Collected data entries:
[Start of section]

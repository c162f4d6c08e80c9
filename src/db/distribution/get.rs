use serde::Deserialize;
use sqlx::{PgPool, Postgres, QueryBuilder};

use crate::{
    db::follow::get::get_following_ids,
    errors::AppError,
    models::rating::{Category, RatingType},
};

/// Whose histogram: everything a user rated, or everything rated on a resource.
#[derive(Debug, Clone)]
pub enum DistributionTarget {
    Resource(String),
    User(String),
}

/// Optional histogram restrictions, AND semantics like the feed filters.
#[derive(Debug, Clone, Default, Deserialize)]
#[serde(rename_all = "camelCase")]
pub struct DistributionFilters {
    pub rating_type: Option<RatingType>,
    /// Restrict to raters the requester follows. Needs a user context.
    pub following: Option<bool>,
    pub category: Option<Category>,
}

/// Ten-bucket histogram of active rating values: index `i` counts ratings of
/// value `i + 1`. Always fully populated, never sparse.
pub async fn get_distribution(
    target: DistributionTarget,
    filters: &DistributionFilters,
    user_id: Option<&str>,
    postgres: &PgPool,
) -> Result<[i64; 10], AppError> {
    let mut following_ids: Option<Vec<String>> = None;
    if filters.following == Some(true) {
        if let Some(user_id) = user_id {
            let ids = get_following_ids(user_id, postgres).await?;
            if ids.is_empty() {
                return Ok([0; 10]);
            }
            following_ids = Some(ids);
        }
    }

    let mut query = QueryBuilder::<Postgres>::new(
        "SELECT r.rating, COUNT(r.rating) AS total \
         FROM ratings r \
         INNER JOIN profiles p ON p.user_id = r.user_id AND p.deactivated = FALSE \
         WHERE r.deactivated = FALSE",
    );

    match target {
        DistributionTarget::Resource(resource_id) => {
            query.push(" AND r.resource_id = ");
            query.push_bind(resource_id);
        }
        DistributionTarget::User(target_user_id) => {
            query.push(" AND r.user_id = ");
            query.push_bind(target_user_id);
        }
    }

    if let Some(ids) = following_ids {
        query.push(" AND r.user_id = ANY(");
        query.push_bind(ids);
        query.push(")");
    }
    if let Some(category) = filters.category {
        query.push(" AND r.category = ");
        query.push_bind(category);
    }
    match filters.rating_type {
        Some(RatingType::Review) => {
            query.push(" AND r.content IS NOT NULL");
        }
        Some(RatingType::Rating) => {
            query.push(" AND r.content IS NULL");
        }
        None => {}
    }

    query.push(" GROUP BY r.rating ORDER BY r.rating");

    let rows: Vec<(i32, i64)> = query
        .build_query_as()
        .fetch_all(postgres)
        .await
        .map_err(|e| AppError::DatabaseError(format!("Failed to fetch distribution: {}", e)))?;

    Ok(fold_distribution(&rows))
}

/// Places each (rating, count) group into its fixed bucket. Values outside
/// 1..=10 cannot come from the store's constraint but are ignored rather than
/// allowed to panic the fold.
pub fn fold_distribution(rows: &[(i32, i64)]) -> [i64; 10] {
    let mut buckets = [0i64; 10];
    for &(rating, total) in rows {
        if (1..=10).contains(&rating) {
            buckets[(rating - 1) as usize] = total;
        }
    }

    buckets
}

[End of section]

Every record should be given again exactly.

> [RESPONSE TO THE TASK]
repository c162f4d6c08e80c9
filename src/db/distribution/get.rs
use serde::Deserialize;
use sqlx::{PgPool, Postgres, QueryBuilder};

use crate::{
    db::follow::get::get_following_ids,
    errors::AppError,
    models::rating::{Category, RatingType},
};

/// Whose histogram: everything a user rated, or everything rated on a resource.
#[derive(Debug, Clone)]
pub enum DistributionTarget {
    Resource(String),
    User(String),
}

/// Optional histogram restrictions, AND semantics like the feed filters.
#[derive(Debug, Clone, Default, Deserialize)]
#[serde(rename_all = "camelCase")]
pub struct DistributionFilters {
    pub rating_type: Option<RatingType>,
    /// Restrict to raters the requester follows. Needs a user context.
    pub following: Option<bool>,
    pub category: Option<Category>,
}

/// Ten-bucket histogram of active rating values: index `i` counts ratings of
/// value `i + 1`. Always fully populated, never sparse.
pub async fn get_distribution(
    target: DistributionTarget,
    filters: &DistributionFilters,
    user_id: Option<&str>,
    postgres: &PgPool,
) -> Result<[i64; 10], AppError> {
    let mut following_ids: Option<Vec<String>> = None;
    if filters.following == Some(true) {
        if let Some(user_id) = user_id {
            let ids = get_following_ids(user_id, postgres).await?;
            if ids.is_empty() {
                return Ok([0; 10]);
            }
            following_ids = Some(ids);
        }
    }

    let mut query = QueryBuilder::<Postgres>::new(
        "SELECT r.rating, COUNT(r.rating) AS total \
         FROM ratings r \
         INNER JOIN profiles p ON p.user_id = r.user_id AND p.deactivated = FALSE \
         WHERE r.deactivated = FALSE",
    );

    match target {
        DistributionTarget::Resource(resource_id) => {
            query.push(" AND r.resource_id = ");
            query.push_bind(resource_id);
        }
        DistributionTarget::User(target_user_id) => {
            query.push(" AND r.user_id = ");
            query.push_bind(target_user_id);
        }
    }

    if let Some(ids) = following_ids {
        query.push(" AND r.user_id = ANY(");
        query.push_bind(ids);
        query.push(")");
    }
    if let Some(category) = filters.category {
        query.push(" AND r.category = ");
        query.push_bind(category);
    }
    match filters.rating_type {
        Some(RatingType::Review) => {
            query.push(" AND r.content IS NOT NULL");
        }
        Some(RatingType::Rating) => {
            query.push(" AND r.content IS NULL");
        }
        None => {}
    }

    query.push(" GROUP BY r.rating ORDER BY r.rating");

    let rows: Vec<(i32, i64)> = query
        .build_query_as()
        .fetch_all(postgres)
        .await
        .map_err(|e| AppError::DatabaseError(format!("Failed to fetch distribution: {}", e)))?;

    Ok(fold_distribution(&rows))
}

/// Places each (rating, count) group into its fixed bucket. Values outside
/// 1..=10 cannot come from the store's constraint but are ignored rather than
/// allowed to panic the fold.
pub fn fold_distribution(rows: &[(i32, i64)]) -> [i64; 10] {
    let mut buckets = [0i64; 10];
    for &(rating, total) in rows {
        if (1..=10).contains(&rating) {
            buckets[(rating - 1) as usize] = total;
        }
    }

    buckets
}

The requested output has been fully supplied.